Article ID | Journal | Published Year | Pages | File Type |
---|---|---|---|---|
601336 | Colloids and Surfaces B: Biointerfaces | 2011 | 6 Pages |
In-situ spectroscopic ellipsometry (SE) was utilized to examine the formation of the self-assembled monolayers (SAMs) of the water-soluble oligo(ethylene oxide) [OEO] disulfide [S(CH2CH2O)6CH3]2 {[S(EO)6]2} and two analogous thiols – HS(CH2CH2O)6CH3 {(EO)6} and HS(CH2)3O(CH2CH2O)5CH3 {C3(EO)5} – on Au from aqueous solutions. Kinetic data for all compounds follow simple Langmuirian models with the disulfide reaching a self-limiting final state (d = 1.2 nm) more rapidly than the full coverage final states of the thiol analogs (d = 2.0 nm). The in-situ ellipsometric thicknesses of all compounds were found to be nearly identical to earlier ex-situ ellipsometric measurements suggesting similar surface coverages and structural models in air and under water.
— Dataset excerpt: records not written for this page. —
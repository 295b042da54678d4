//! Payload decoding into normalized `f32` samples.

use std::fs::File;
use std::io::{BufReader, Read, Seek, SeekFrom};
use std::path::Path;

use enum_dispatch::enum_dispatch;
use log::debug;

use crate::buffer::SampleBuffer;
use crate::bytes::{f32_le, i16_le, i24_le, i32_le};
use crate::config::ReaderConfig;
use crate::error::{Error, Result};
use crate::format::{FormatDescriptor, SampleFormat};

/// Upper bound on the payload buffer reserved before reading. Larger payloads grow as bytes
/// actually arrive, so a lying `data` header cannot force a huge allocation.
const MAX_PREALLOC: usize = 1 << 24;

/// Converts one frame of raw little-endian samples into normalized floats.
#[enum_dispatch]
trait FrameDecoder {
    /// `frame` holds exactly `out.len()` samples, one per channel.
    fn decode_frame(&self, frame: &[u8], out: &mut [f32]);
}

#[derive(Debug, Clone, Copy)]
struct Uint8Codec;

#[derive(Debug, Clone, Copy)]
struct Int16Codec;

#[derive(Debug, Clone, Copy)]
struct Int24Codec;

#[derive(Debug, Clone, Copy)]
struct Int32Codec;

#[derive(Debug, Clone, Copy)]
struct Float32Codec;

impl FrameDecoder for Uint8Codec {
    #[inline]
    fn decode_frame(&self, frame: &[u8], out: &mut [f32]) {
        debug_assert_eq!(frame.len(), out.len());
        for (&byte, sample) in frame.iter().zip(out.iter_mut()) {
            *sample = (byte as i32 - 128) as f32 / 128.0;
        }
    }
}

impl FrameDecoder for Int16Codec {
    #[inline]
    fn decode_frame(&self, frame: &[u8], out: &mut [f32]) {
        debug_assert_eq!(frame.len(), out.len() * 2);
        for (window, sample) in frame.chunks_exact(2).zip(out.iter_mut()) {
            *sample = i16_le(*bytemuck::from_bytes(window)) as f32 / 32768.0;
        }
    }
}

impl FrameDecoder for Int24Codec {
    #[inline]
    fn decode_frame(&self, frame: &[u8], out: &mut [f32]) {
        debug_assert_eq!(frame.len(), out.len() * 3);
        for (window, sample) in frame.chunks_exact(3).zip(out.iter_mut()) {
            *sample = i24_le(*bytemuck::from_bytes(window)) as f32 / 8_388_608.0;
        }
    }
}

impl FrameDecoder for Int32Codec {
    #[inline]
    fn decode_frame(&self, frame: &[u8], out: &mut [f32]) {
        debug_assert_eq!(frame.len(), out.len() * 4);
        for (window, sample) in frame.chunks_exact(4).zip(out.iter_mut()) {
            // f32 cannot hold 32 significant bits; scale in f64 first.
            *sample = (i32_le(*bytemuck::from_bytes(window)) as f64 / 2_147_483_648.0) as f32;
        }
    }
}

impl FrameDecoder for Float32Codec {
    #[inline]
    fn decode_frame(&self, frame: &[u8], out: &mut [f32]) {
        debug_assert_eq!(frame.len(), out.len() * 4);
        for (window, sample) in frame.chunks_exact(4).zip(out.iter_mut()) {
            *sample = f32_le(*bytemuck::from_bytes(window));
        }
    }
}

/// Codec selected once per decode call from the descriptor's encoding.
#[enum_dispatch(FrameDecoder)]
#[derive(Debug, Clone, Copy)]
enum Codec {
    Uint8(Uint8Codec),
    Int16(Int16Codec),
    Int24(Int24Codec),
    Int32(Int32Codec),
    Float32(Float32Codec),
}

impl Codec {
    fn for_descriptor(descriptor: &FormatDescriptor) -> Result<Self> {
        let format = descriptor
            .sample_format()
            .ok_or(Error::UnsupportedEncoding {
                audio_format: descriptor.audio_format().tag(),
                bits_per_sample: descriptor.bits_per_sample(),
            })?;

        Ok(match format {
            SampleFormat::Uint8 => Uint8Codec.into(),
            SampleFormat::Int16 => Int16Codec.into(),
            SampleFormat::Int24 => Int24Codec.into(),
            SampleFormat::Int32 => Int32Codec.into(),
            SampleFormat::Float32 => Float32Codec.into(),
        })
    }
}

/// Reads and decodes the payload described by `descriptor` from the file at `path`.
///
/// # Errors
/// Fails if the file cannot be reopened, the seek fails, fewer than `data_size` bytes are
/// available, or the encoding is not one of PCM 8/16/24/32 or float 32.
pub fn decode(descriptor: &FormatDescriptor, path: impl AsRef<Path>) -> Result<SampleBuffer> {
    decode_with(descriptor, path, &ReaderConfig::default())
}

/// Like [`decode`] with explicit reader settings.
pub fn decode_with(
    descriptor: &FormatDescriptor,
    path: impl AsRef<Path>,
    config: &ReaderConfig,
) -> Result<SampleBuffer> {
    let path = path.as_ref();
    let file = File::open(path).map_err(|source| Error::Open {
        path: path.to_path_buf(),
        source,
    })?;
    decode_from_reader(
        descriptor,
        BufReader::with_capacity(config.effective_capacity(), file),
    )
}

/// Decodes the payload described by `descriptor` from an already opened source.
///
/// `descriptor.data_offset()` is interpreted as an absolute position within `source`.
pub fn decode_from_reader<R: Read + Seek>(
    descriptor: &FormatDescriptor,
    mut source: R,
) -> Result<SampleBuffer> {
    let channels = descriptor.channels() as usize;
    let block_align = descriptor.block_align() as usize;
    let data_size = descriptor.data_size() as usize;
    if channels == 0 || block_align == 0 {
        return Err(Error::MalformedFormat("empty frame layout"));
    }
    if data_size == 0 {
        return Err(Error::MissingPayload);
    }
    let codec = Codec::for_descriptor(descriptor)?;

    source.seek(SeekFrom::Start(descriptor.data_offset()))?;
    let mut payload = Vec::with_capacity(data_size.min(MAX_PREALLOC));
    let read = source
        .by_ref()
        .take(data_size as u64)
        .read_to_end(&mut payload)?;
    if read != data_size {
        return Err(Error::ShortRead {
            expected: data_size as u64,
            actual: read as u64,
        });
    }

    // Floor division: bytes past the last whole frame are dropped.
    let frame_count = data_size / block_align;
    let mut buffer =
        SampleBuffer::zeroed(descriptor.channels(), descriptor.sample_rate(), frame_count);
    for (frame, out) in payload
        .chunks_exact(block_align)
        .zip(buffer.as_mut_slice().chunks_exact_mut(channels))
    {
        codec.decode_frame(frame, out);
    }

    debug!(
        "{}: decoded {} frames ({:?})",
        descriptor.path().display(),
        frame_count,
        codec
    );
    Ok(buffer)
}

impl FormatDescriptor {
    /// Decodes this descriptor's payload, reopening the file it was parsed from.
    pub fn decode(&self) -> Result<SampleBuffer> {
        decode(self, self.path())
    }
}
Exposure to bovine serum albumin (BSA) shows the self-limiting (d = 1.2 nm) [S(EO)6]2 SAMs to be the most highly protein resistant surfaces relative to bare Au and completely-formed SAMs of the two analogous thiols and octadecanethiol (ODT). When challenged with up to near physiological levels of BSA (2.5 mg/mL), protein adsorption on the final state [S(EO)6]2 SAM was only 3% of that which adsorbed to the bare Au and ODT SAMs.